Document Type

Conference Proceeding

Publisher

School of Creative Communication, University of Canberra

Faculty

Faculty of Education and Arts

School

School of Communications and Multimedia

RAS ID

4691

Funders

Australian Research Council

Grant Number

ARC Number : DP0211751

Comments

This is an Author's Accepted Manuscript of: Green, L. R., & Guinery, B. (2006). Play up! Play up! And Play the Game!. Proceedings of Cultural Studies Association of Australasia Annual Conference: The Unaustralia Papers. Canberra. School of Creative Communication, University of Canberra.

Abstract

This paper is about LANing culture. For some, this is ‘gaming culture plus’ – for others, the games are the smokescreen for the BitTorrent sites, porn and illegal downloads. Either way, the LANing activity is a cultural choice overwhelmingly associated with young males and with the kind of commitment and technological dedication that was first recognised in Kidder’s (1981) work, The Soul of the New Machine.
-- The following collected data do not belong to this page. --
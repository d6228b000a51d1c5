pub mod candidate;
pub mod merge;
pub mod postprocess;

pub use candidate::CompletionCandidate;
pub use merge::merge;
pub use postprocess::post_process;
Alongside the passion for ‘pimping’ the machine – adding heat sinks, coolers, neon lights, high speed graphic cards etc – is the need to be doing all these things to excess. LANing is at its purest when it involves the negation (or postponement) of everyday life. Organised LANs, for example, are round the clock 26-hour techno-fests fuelled by full-sugar coke and cold fast food runs. It’s a badge of honour to fall asleep in a morning classroom because the night has been spent in a massively multiplayer online game. For all the value ascribed by contemporary society to technological prowess, creativity and digital literacy, the dissident uses of the LAN for copyright flouting and for trading porn and other illegitimate programming – and the implications of nocturnal engagement with the LANing world – means that kids that are into LANs tend also to be constructed as ‘playing up’. Thus the exhortation to ‘Play up! Play up! And play the game!’ is subverted to mean non-compliant behaviour consequent upon dedicated engagement with gaming culture.